Quote (mki @ Mar 18 2023 09:50am)
Did you get your law degree from Trump University?
I got my definition of a campaign expense from the FEC commissioner
In fact, its right up on the fec.gov website right now, and flies in the face of this prosecution;
https://www.fec.gov/help-candidates-and-committees/making-disbursements/personal-use/Quote
Commission regulations provide a test, called the "irrespective test," to differentiate legitimate campaign and officeholder expenses from personal expenses. Under the "irrespective test," personal use is any use of funds in a campaign account of a candidate (or former candidate) to fulfill a commitment, obligation or expense of any person that would exist irrespective of the candidate’s campaign or responsibilities as a federal officeholder.
More simply, if the expense would exist even in the absence of the candidacy or even if the officeholder were not in office, then the personal use ban applies.
Conversely, any expense that results from campaign or officeholder activity falls outside the personal use ban.
EXAMPLE
A candidate may not make tuition payments with campaign funds, unless the costs are associated with training campaign staff.

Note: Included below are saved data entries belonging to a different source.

use kindred::{utils, get_db_pool};
use kindred::db::DatabaseConfig;
use tracing::info;

#[tokio::main]
async fn main() -> anyhow::Result<()> {
    utils::init_logging();

    let db_config = DatabaseConfig::from_env()?;
    let pool = get_db_pool(&db_config).await?;

    info!("Running database migrations...");
    kindred::db::migrations::run_migrations(&pool).await?;
    info!("Migrations completed successfully!");

    Ok(())
}
//! Reads captured envelopes from a dump directory.
//!
//! Files are visited in lexical file-name order, which for collector dumps is
//! also capture order (names start with the capture timestamp). Reading is
//! lazy and side-effect free, so iterating twice yields the same sequence.

use super::models::RawEnvelope;
use std::path::{Path, PathBuf};
use thiserror::Error;
use tracing::warn;
use walkdir::WalkDir;

/// Extension of the files written by the collector.
pub const ENVELOPE_EXTENSION: &str = "json";

/// Reasons a single dump file could not become an envelope. None of them is
/// fatal for a run.
#[derive(Debug, Error)]
pub enum EnvelopeError {
    #[error("Cannot read {path}: {source}")]
    Io {
        path: PathBuf,
        #[source]
        source: std::io::Error,
    },

    #[error("Invalid envelope in {path}: {source}")]
    InvalidJson {
        path: PathBuf,
        #[source]
        source: serde_json::Error,
    },

    #[error("Envelope in {path} is not a JSON object")]
    NotAnObject { path: PathBuf },

    #[error("Cannot list dump directory: {0}")]
    Walk(#[from] walkdir::Error),
}

impl EnvelopeError {
    pub fn path(&self) -> Option<&Path> {
        match self {
            EnvelopeError::Io { path, .. }
            | EnvelopeError::InvalidJson { path, .. }
            | EnvelopeError::NotAnObject { path } => Some(path),
            EnvelopeError::Walk(err) => err.path(),
        }
    }
}

/// An envelope together with the file it came from.
#[derive(Debug, Clone)]
pub struct LoadedEnvelope {
    pub path: PathBuf,
    pub envelope: RawEnvelope,
}

#[derive(Debug, Clone)]
pub struct EnvelopeReader {
    root: PathBuf,
    max_depth: usize,
}

impl EnvelopeReader {
    pub fn new(root: impl Into<PathBuf>) -> Self {
        Self {
            root: root.into(),
            max_depth: 1,
        }
    }

    /// Also descend into subdirectories, up to `max_depth` levels below the root.
    pub fn with_max_depth(mut self, max_depth: usize) -> Self {
        self.max_depth = max_depth.max(1);
        self
    }

    pub fn root(&self) -> &Path {
        &self.root
    }

    /// Lazily yields every envelope under the root. Unreadable files come out
    /// as `Err` items so the caller can count and skip them.
    ///
    /// A missing root directory yields nothing.
    pub fn envelopes(&self) -> Box<dyn Iterator<Item = Result<LoadedEnvelope, EnvelopeError>> + '_> {
        if !self.root.is_dir() {
            warn!(
                "Dump directory {} does not exist or is not a directory, nothing to read",
                self.root.display()
            );
            return Box::new(std::iter::empty());
        }

        let walker = WalkDir::new(&self.root)
            .min_depth(1)
            .max_depth(self.max_depth)
            .sort_by_file_name()
            .into_iter();

        Box::new(walker.filter_map(|entry| match entry {
            Ok(entry) if entry.file_type().is_file() && is_envelope_file(entry.path()) => {
                Some(load_envelope(entry.path()))
            }
            Ok(_) => None,
            Err(err) => Some(Err(EnvelopeError::from(err))),
        }))
    }
}

fn is_envelope_file(path: &Path) -> bool {
    path.extension()
        .and_then(|ext| ext.to_str())
        .map(|ext| ext.eq_ignore_ascii_case(ENVELOPE_EXTENSION))
        .unwrap_or(false)
}

/// Loads one envelope file.
pub fn load_envelope(path: &Path) -> Result<LoadedEnvelope, EnvelopeError> {
    let text = std::fs::read_to_string(path).map_err(|source| EnvelopeError::Io {
        path: path.to_path_buf(),
        source,
    })?;
    let invalid = |source| EnvelopeError::InvalidJson {
        path: path.to_path_buf(),
        source,
    };
    let value: serde_json::Value = serde_json::from_str(&text).map_err(invalid)?;
    if !value.is_object() {
        return Err(EnvelopeError::NotAnObject {
            path: path.to_path_buf(),
        });
    }
    let envelope: RawEnvelope = serde_json::from_value(value).map_err(invalid)?;
    Ok(LoadedEnvelope {
        path: path.to_path_buf(),
        envelope,
    })
}

#[cfg(test)]
mod tests {
    use super::*;
    use std::fs;
    use tempfile::TempDir;

    fn write(dir: &Path, name: &str, content: &str) {
        fs::write(dir.join(name), content).unwrap();
    }

    fn envelope_json(url: &str) -> String {
        format!(
            r#"{{"url": "{}", "method": "GET", "status": 200, "status_text": "OK",
                "headers": {{}}, "timestamp": "2024-01-01T10:00:00", "data": null}}"#,
            url
        )
    }

    #[test]
    fn test_reads_in_lexical_order() {
        let dir = TempDir::new().unwrap();
        write(dir.path(), "20240101_000003_b.json", &envelope_json("third"));
        write(dir.path(), "20240101_000001_a.json", &envelope_json("first"));
        write(dir.path(), "20240101_000002_c.json", &envelope_json("second"));

        let reader = EnvelopeReader::new(dir.path());
        let urls: Vec<String> = reader
            .envelopes()
            .map(|e| e.unwrap().envelope.url)
            .collect();
        assert_eq!(urls, vec!["first", "second", "third"]);
    }

    #[test]
    fn test_rereading_yields_same_sequence() {
        let dir = TempDir::new().unwrap();
        write(dir.path(), "a.json", &envelope_json("a"));
        write(dir.path(), "b.json", &envelope_json("b"));

        let reader = EnvelopeReader::new(dir.path());
        let first: Vec<PathBuf> = reader.envelopes().map(|e| e.unwrap().path).collect();
        let second: Vec<PathBuf> = reader.envelopes().map(|e| e.unwrap().path).collect();
        assert_eq!(first, second);
        assert_eq!(first.len(), 2);
    }

    #[test]
    fn test_corrupt_files_are_reported_not_fatal() {
        let dir = TempDir::new().unwrap();
        write(dir.path(), "1_good.json", &envelope_json("good"));
        write(dir.path(), "2_truncated.json", r#"{"url": "half", "data": {"colle"#);
        write(dir.path(), "3_array.json", "[1, 2, 3]");
        write(dir.path(), "4_good.json", &envelope_json("also good"));

        let reader = EnvelopeReader::new(dir.path());
        let results: Vec<_> = reader.envelopes().collect();
        assert_eq!(results.len(), 4);
        assert!(results[0].is_ok());
        assert!(matches!(
            results[1],
            Err(EnvelopeError::InvalidJson { .. })
        ));
        assert!(matches!(
            results[2],
            Err(EnvelopeError::NotAnObject { .. })
        ));
        assert_eq!(
            results[1].as_ref().unwrap_err().path(),
            Some(dir.path().join("2_truncated.json").as_path())
        );
        assert_eq!(results[3].as_ref().unwrap().envelope.url, "also good");
    }

    #[test]
    fn test_off_type_metadata_keeps_the_payload() {
        let dir = TempDir::new().unwrap();
        write(
            dir.path(),
            "1_string_status.json",
            r#"{"url": "a", "status": "200", "timestamp": "2024-01-01T10:00:00",
                "data": {"collection": [{"id": 1, "title": "One"}]}}"#,
        );
        write(
            dir.path(),
            "2_epoch_timestamp.json",
            r#"{"url": "b", "status": 200, "timestamp": 1704103200,
                "data": {"collection": [{"id": 2, "title": "Two"}]}}"#,
        );

        let reader = EnvelopeReader::new(dir.path());
        let loaded: Vec<LoadedEnvelope> = reader.envelopes().map(|e| e.unwrap()).collect();
        assert_eq!(loaded.len(), 2);
        assert_eq!(loaded[0].envelope.status, Some(200));
        assert!(loaded[0].envelope.data.is_some());
        assert_eq!(
            loaded[1].envelope.captured_at().map(|t| t.timestamp()),
            Some(1704103200)
        );
        assert!(loaded[1].envelope.data.is_some());
    }

    #[test]
    fn test_ignores_non_json_files_and_subdirectories() {
        let dir = TempDir::new().unwrap();
        write(dir.path(), "notes.txt", "hello");
        write(dir.path(), "a.JSON", &envelope_json("upper"));
        fs::create_dir(dir.path().join("nested")).unwrap();
        write(&dir.path().join("nested"), "b.json", &envelope_json("nested"));

        let shallow: Vec<_> = EnvelopeReader::new(dir.path())
            .envelopes()
            .map(|e| e.unwrap().envelope.url)
            .collect();
        assert_eq!(shallow, vec!["upper"]);

        let deep: Vec<_> = EnvelopeReader::new(dir.path())
            .with_max_depth(2)
            .envelopes()
            .map(|e| e.unwrap().envelope.url)
            .collect();
        assert_eq!(deep.len(), 2);
    }

    #[test]
    fn test_missing_directory_is_empty() {
        let dir = TempDir::new().unwrap();
        let reader = EnvelopeReader::new(dir.path().join("does-not-exist"));
        assert_eq!(reader.envelopes().count(), 0);
    }

    #[test]
    fn test_empty_directory_is_empty() {
        let dir = TempDir::new().unwrap();
        assert_eq!(EnvelopeReader::new(dir.path()).envelopes().count(), 0);
    }
}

Rich businessmen pay hush money to mistresses all the time irrespective of political campaigns. In fact, Donald Trump has paid off women prior to his campaign for public office.
The FECs metric does not judge whether an expense would influence a campaign- the classical example being a fancy haircut being a personal expense even if it is to make a candidate look photogenic for a debate.
Trump paid Stormy Daniels hush money for the same reason he had paid off previous mistresses, that she was exploiting a campaign to extort him into a payday doesn't make that a campaign expense
Not only that, Stormy Daniels herself has said Trump had previously 'threatened' her into silence, long before his campaign, which demonstrates Trump had a pre-existing reason to pay her hush money irrespective of the campaign.
The FEC's stated methodology isn't ambiguous in this case, its extremely clear. It does not ask "could it influence a campaign or "could it have been caused by a campaign". It instead asks the inverse, "could it have been caused by something other than the campaign". That's the irrespective test. And the answer is abundantly a 'yes'. That's provable in this case. Even the absurdly biased politifact that shills the (D) line for a living still has its article up stating precisely that (probably should archive that page since you know they're going to retcon it);
Quote
"The FEC does not ask, ‘Would it help a candidate to buy the silence of an old girlfriend?’ " Hoersting said. "Rather it asks, ‘Would there be any other reason, other than the campaign, for this person to buy the silence an old girlfriend?’ The answer here is yes, there are many reasons a man like Trump would want to buy the silence of old girlfriend."
And most importantly of all,
if Trump had paid Stormy Daniels from campaign funds, the Democrats would have spent the last 7 years prosecuting him for it and calling it campaign finance fraud because its a personal expense. Its an obvious catch-22. A de facto legal activity that is rendered illegal no matter how you abide by the law, because they'll just twist the law the opposite way to incriminate you.